When the line with "tracing::info!(path = %path.display(), prefixes" appears below, start repeating lines exactly, and keep going through the line with "send_with_retry(client, url)"; add nothing outside that span.

===

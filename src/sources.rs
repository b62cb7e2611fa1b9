use crate::model::{EtxResponse, Host, HostsPage};
use anyhow::{Context, Result, anyhow};
use reqwest::{Client, Response, StatusCode};
use rustc_hash::FxHashMap;
use serde::Deserialize;
use serde::de::DeserializeOwned;
use std::path::Path;
use std::time::Duration;
use tokio::fs;
use tokio::time::sleep;

const MAX_RETRIES: usize = 3;
const HTTP_TIMEOUT_SECONDS: u64 = 20;
const HOSTS_ENDPOINT: &str = "/api/v1/babel/hosts";
const ETX_ENDPOINT: &str = "/api/v1/babel/etx";
pub const DEFAULT_PAGE_SIZE: usize = 50;

#[derive(Deserialize)]
#[serde(untagged)]
enum HostsPayload {
    List(Vec<Host>),
    Page(HostsPage),
}

#[derive(Deserialize)]
#[serde(untagged)]
enum EtxPayload {
    Bare(FxHashMap<String, i64>),
    Wrapped(EtxResponse),
}

/// Nodes plus the total host count reported alongside them.
#[derive(Debug, Clone, Default)]
pub struct NodeSnapshot {
    pub hosts: Vec<Host>,
    pub total: usize,
}

pub fn build_client() -> Result<Client> {
    Client::builder()
        .user_agent(concat!("meshtable/", env!("CARGO_PKG_VERSION")))
        .timeout(Duration::from_secs(HTTP_TIMEOUT_SECONDS))
        .build()
        .context("failed to build HTTP client")
}

pub fn parse_hosts(bytes: &[u8]) -> Result<NodeSnapshot> {
    let payload: HostsPayload =
        serde_json::from_slice(bytes).context("failed to decode hosts payload")?;
    Ok(match payload {
        HostsPayload::List(hosts) => NodeSnapshot {
            total: hosts.len(),
            hosts,
        },
        HostsPayload::Page(page) => NodeSnapshot {
            total: page.total.max(page.nodes.len()),
            hosts: page.nodes,
        },
    })
}

pub fn parse_etx(bytes: &[u8]) -> Result<FxHashMap<String, i64>> {
    let payload: EtxPayload =
        serde_json::from_slice(bytes).context("failed to decode ETX payload")?;
    Ok(match payload {
        EtxPayload::Bare(map) => map,
        EtxPayload::Wrapped(response) => response.etx,
    })
}

pub async fn load_hosts_file(path: &Path) -> Result<NodeSnapshot> {
    let bytes = fs::read(path)
        .await
        .with_context(|| format!("failed to read hosts file {}", path.display()))?;
    let snapshot =
        parse_hosts(&bytes).with_context(|| format!("invalid hosts file {}", path.display()))?;
    tracing::info!(path = %path.display(), nodes = snapshot.hosts.len(), "loaded hosts file");
    Ok(snapshot)
}

pub async fn load_etx_file(path: &Path) -> Result<FxHashMap<String, i64>> {
    let bytes = fs::read(path)
        .await
        .with_context(|| format!("failed to read ETX file {}", path.display()))?;
    let metrics =
        parse_etx(&bytes).with_context(|| format!("invalid ETX file {}", path.display()))?;
    tracing::info!(path = %path.display(), prefixes = metrics.len(), "loaded ETX file");
    Ok(metrics)
}

fn endpoint_url(base: &str, endpoint: &str) -> String {
    format!("{}{endpoint}", base.trim_end_matches('/'))
}

fn hosts_page_url(base: &str, page: usize, limit: usize) -> String {
    format!(
        "{}?page={page}&limit={limit}",
        endpoint_url(base, HOSTS_ENDPOINT)
    )
}

pub async fn fetch_hosts(client: &Client, base: &str, page_size: usize) -> Result<NodeSnapshot> {
    let limit = page_size.max(1);
    let mut snapshot = NodeSnapshot::default();
    let mut page = 1;
    loop {
        let url = hosts_page_url(base, page, limit);
        let body: HostsPage = fetch_json(client, &url).await?;
        tracing::debug!(page, nodes = body.nodes.len(), total = body.total, "fetched hosts page");
        snapshot.total = body.total;
        let received = body.nodes.len();
        snapshot.hosts.extend(body.nodes);
        if received == 0 || received < limit || snapshot.hosts.len() >= body.total {
            break;
        }
        page += 1;
    }
    snapshot.total = snapshot.total.max(snapshot.hosts.len());
    tracing::info!(nodes = snapshot.hosts.len(), pages = page, "fetched mesh hosts");
    Ok(snapshot)
}

pub async fn fetch_etx(client: &Client, base: &str) -> Result<FxHashMap<String, i64>> {
    let url = endpoint_url(base, ETX_ENDPOINT);
    let response = send_with_retry(client, &url).await?;
    if response.status() == StatusCode::NOT_FOUND {
        tracing::warn!(url = %url, "Babel is disabled on the server; ETX values will be empty");
        return Ok(FxHashMap::default());
    }
    let body: EtxResponse = response
        .error_for_status()
        .with_context(|| format!("unexpected status from {url}"))?
        .json()
        .await
        .with_context(|| format!("failed to decode ETX response from {url}"))?;
    tracing::info!(prefixes = body.etx.len(), "fetched Babel ETX metrics");
    Ok(body.etx)
}

async fn fetch_json<T: DeserializeOwned>(client: &Client, url: &str) -> Result<T> {
    send_with_retry(client, url)
        .await?
        .error_for_status()
        .with_context(|| format!("unexpected status from {url}"))?
        .json()
        .await
        .with_context(|| format!("failed to decode response body from {url}"))
}

// A 404 is returned as-is so callers can tell a disabled endpoint from an outage.
async fn send_with_retry(client: &Client, url: &str) -> Result<Response> {
    let mut last_err: Option<anyhow::Error> = None;
    for attempt in 1..=MAX_RETRIES {
        match client.get(url).send().await {
            Ok(response) if response.status() == StatusCode::NOT_FOUND => return Ok(response),
            Ok(response) => match response.error_for_status() {
                Ok(success) => return Ok(success),
                Err(err) => last_err = Some(err.into()),
            },
            Err(err) => last_err = Some(err.into()),
        }

        if attempt < MAX_RETRIES {
            let delay = calculate_backoff(attempt);
            tracing::warn!(url, attempt, delay_secs = delay.as_secs(), "request failed, retrying");
            sleep(delay).await;
        }
    }

    let detail = last_err
        .as_ref()
        .map_or_else(|| "unknown error".to_string(), describe_error);
    Err(anyhow!(
        "failed to fetch {url} after {MAX_RETRIES} attempts: {detail}"
    ))
}

fn calculate_backoff(attempt: usize) -> Duration {
    const MAX_BACKOFF_EXPONENT: u32 = 10;
    let exponent = u32::try_from(attempt)
        .unwrap_or(MAX_BACKOFF_EXPONENT)
        .min(MAX_BACKOFF_EXPONENT);
    let seconds = 2_u64.saturating_pow(exponent);
    Duration::from_secs(seconds)
}

fn describe_error(error: &anyhow::Error) -> String {
    let mut pieces: Vec<String> = Vec::new();
    for (idx, cause) in error.chain().enumerate() {
        let text = cause.to_string();
        if text.is_empty() {
            continue;
        }
        if idx == 0 {
            pieces.push(text);
        } else {
            pieces.push(format!("caused by {text}"));
        }
    }

    if pieces.is_empty() {
        format!("{error:?}")
    } else {
        pieces.join(" | ")
    }
}

#[cfg(test)]
mod tests {
    use super::*;
    use tokio::io::{AsyncReadExt, AsyncWriteExt};
    use tokio::net::TcpListener;

    const HOST_JSON: &str = r#"{"hostname": "n0call-1", "ip": "10.0.0.1"}"#;

    #[test]
    fn parses_page_and_bare_list() {
        let page = parse_hosts(format!(r#"{{"nodes": [{HOST_JSON}], "total": 7}}"#).as_bytes())
            .unwrap();
        assert_eq!(page.hosts.len(), 1);
        assert_eq!(page.total, 7);

        let list = parse_hosts(format!("[{HOST_JSON}, {HOST_JSON}]").as_bytes()).unwrap();
        assert_eq!(list.hosts.len(), 2);
        assert_eq!(list.total, 2);
    }

    #[test]
    fn parses_wrapped_and_bare_etx() {
        let wrapped = parse_etx(br#"{"etx": {"10.0.0.1/32": 512}}"#).unwrap();
        assert_eq!(wrapped.get("10.0.0.1/32"), Some(&512));

        let bare = parse_etx(br#"{"10.0.0.1/32": 256, "10.0.0.2/32": 0}"#).unwrap();
        assert_eq!(bare.len(), 2);
        assert_eq!(bare.get("10.0.0.2/32"), Some(&0));

        assert!(parse_etx(b"{}").unwrap().is_empty());
    }

    #[test]
    fn rejects_malformed_payloads() {
        assert!(parse_hosts(b"not json").is_err());
        assert!(parse_etx(br#"["10.0.0.1/32"]"#).is_err());
    }

    #[test]
    fn builds_endpoint_urls() {
        assert_eq!(
            hosts_page_url("http://localhost:3333/", 2, 50),
            "http://localhost:3333/api/v1/babel/hosts?page=2&limit=50"
        );
        assert_eq!(
            endpoint_url("http://localhost:3333", ETX_ENDPOINT),
            "http://localhost:3333/api/v1/babel/etx"
        );
    }

    #[test]
    fn backoff_grows_exponentially() {
        assert_eq!(calculate_backoff(1), Duration::from_secs(2));
        assert_eq!(calculate_backoff(2), Duration::from_secs(4));
        assert_eq!(calculate_backoff(100), Duration::from_secs(1024));
    }

    #[test]
    fn describes_error_chain() {
        let error = anyhow!("socket closed").context("failed to fetch hosts");
        assert_eq!(
            describe_error(&error),
            "failed to fetch hosts | caused by socket closed"
        );
    }

    #[tokio::test]
    async fn loads_files_from_disk() {
        let dir = tempfile::tempdir().unwrap();
        let hosts_path = dir.path().join("hosts.json");
        let etx_path = dir.path().join("etx.json");
        std::fs::write(&hosts_path, format!("[{HOST_JSON}]")).unwrap();
        std::fs::write(&etx_path, r#"{"etx": {"10.0.0.1/32": 1024}}"#).unwrap();

        let snapshot = load_hosts_file(&hosts_path).await.unwrap();
        assert_eq!(snapshot.hosts[0].hostname, "n0call-1");
        let etx = load_etx_file(&etx_path).await.unwrap();
        assert_eq!(etx.get("10.0.0.1/32"), Some(&1024));

        let missing = load_hosts_file(&dir.path().join("missing.json")).await;
        assert!(missing.is_err());
    }

    fn http_response(status: &str, body: &str) -> String {
        format!(
            "HTTP/1.1 {status}\r\nContent-Type: application/json\r\nContent-Length: {}\r\nConnection: close\r\n\r\n{body}",
            body.len()
        )
    }

    /// Serves canned responses keyed by request target until the test ends.
    async fn spawn_server(routes: Vec<(&'static str, String)>) -> String {
        let listener = TcpListener::bind("127.0.0.1:0").await.unwrap();
        let addr = listener.local_addr().unwrap();
        tokio::spawn(async move {
            loop {
                let Ok((mut socket, _)) = listener.accept().await else {
                    return;
                };
                let mut buf = vec![0_u8; 4096];
                let read = socket.read(&mut buf).await.unwrap_or(0);
                let request = String::from_utf8_lossy(&buf[..read]).to_string();
                let target = request.split_whitespace().nth(1).unwrap_or("").to_string();
                let response = routes
                    .iter()
                    .find(|(path, _)| *path == target)
                    .map_or_else(
                        || http_response("404 Not Found", r#"{"error": "not found"}"#),
                        |(_, body)| http_response("200 OK", body),
                    );
                let _ = socket.write_all(response.as_bytes()).await;
                let _ = socket.shutdown().await;
            }
        });
        format!("http://{addr}")
    }

    fn local_client() -> Client {
        Client::builder().no_proxy().build().unwrap()
    }

    #[tokio::test]
    async fn fetches_every_hosts_page() {
        let page = |names: &[&str]| {
            let nodes: Vec<String> = names
                .iter()
                .enumerate()
                .map(|(i, name)| format!(r#"{{"hostname": "{name}", "ip": "10.0.1.{i}"}}"#))
                .collect();
            format!(r#"{{"nodes": [{}], "total": 3}}"#, nodes.join(","))
        };
        let base = spawn_server(vec![
            ("/api/v1/babel/hosts?page=1&limit=2", page(&["a", "b"])),
            ("/api/v1/babel/hosts?page=2&limit=2", page(&["c"])),
        ])
        .await;

        let client = local_client();
        let snapshot = fetch_hosts(&client, &base, 2).await.unwrap();
        let names: Vec<&str> = snapshot
            .hosts
            .iter()
            .map(|host| host.hostname.as_str())
            .collect();
        assert_eq!(names, ["a", "b", "c"]);
        assert_eq!(snapshot.total, 3);
    }

    #[tokio::test]
    async fn etx_endpoint_and_disabled_babel() {
        let base = spawn_server(vec![(
            "/api/v1/babel/etx",
            r#"{"etx": {"10.0.0.1/32": 512}}"#.to_string(),
        )])
        .await;
        let client = local_client();
        let etx = fetch_etx(&client, &base).await.unwrap();
        assert_eq!(etx.get("10.0.0.1/32"), Some(&512));

        let disabled = spawn_server(Vec::new()).await;
        assert!(fetch_etx(&client, &disabled).await.unwrap().is_empty());
    }
}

===

Answer space -
    tracing::info!(path = %path.display(), prefixes = metrics.len(), "loaded ETX file");
    Ok(metrics)
}

fn endpoint_url(base: &str, endpoint: &str) -> String {
    format!("{}{endpoint}", base.trim_end_matches('/'))
}

fn hosts_page_url(base: &str, page: usize, limit: usize) -> String {
    format!(
        "{}?page={page}&limit={limit}",
        endpoint_url(base, HOSTS_ENDPOINT)
    )
}

pub async fn fetch_hosts(client: &Client, base: &str, page_size: usize) -> Result<NodeSnapshot> {
    let limit = page_size.max(1);
    let mut snapshot = NodeSnapshot::default();
    let mut page = 1;
    loop {
        let url = hosts_page_url(base, page, limit);
        let body: HostsPage = fetch_json(client, &url).await?;
        tracing::debug!(page, nodes = body.nodes.len(), total = body.total, "fetched hosts page");
        snapshot.total = body.total;
        let received = body.nodes.len();
        snapshot.hosts.extend(body.nodes);
        if received == 0 || received < limit || snapshot.hosts.len() >= body.total {
            break;
        }
        page += 1;
    }
    snapshot.total = snapshot.total.max(snapshot.hosts.len());
    tracing::info!(nodes = snapshot.hosts.len(), pages = page, "fetched mesh hosts");
    Ok(snapshot)
}

pub async fn fetch_etx(client: &Client, base: &str) -> Result<FxHashMap<String, i64>> {
    let url = endpoint_url(base, ETX_ENDPOINT);
    let response = send_with_retry(client, &url).await?;
    if response.status() == StatusCode::NOT_FOUND {
        tracing::warn!(url = %url, "Babel is disabled on the server; ETX values will be empty");
        return Ok(FxHashMap::default());
    }
    let body: EtxResponse = response
        .error_for_status()
        .with_context(|| format!("unexpected status from {url}"))?
        .json()
        .await
        .with_context(|| format!("failed to decode ETX response from {url}"))?;
    tracing::info!(prefixes = body.etx.len(), "fetched Babel ETX metrics");
    Ok(body.etx)
}

async fn fetch_json<T: DeserializeOwned>(client: &Client, url: &str) -> Result<T> {
    send_with_retry(client, url)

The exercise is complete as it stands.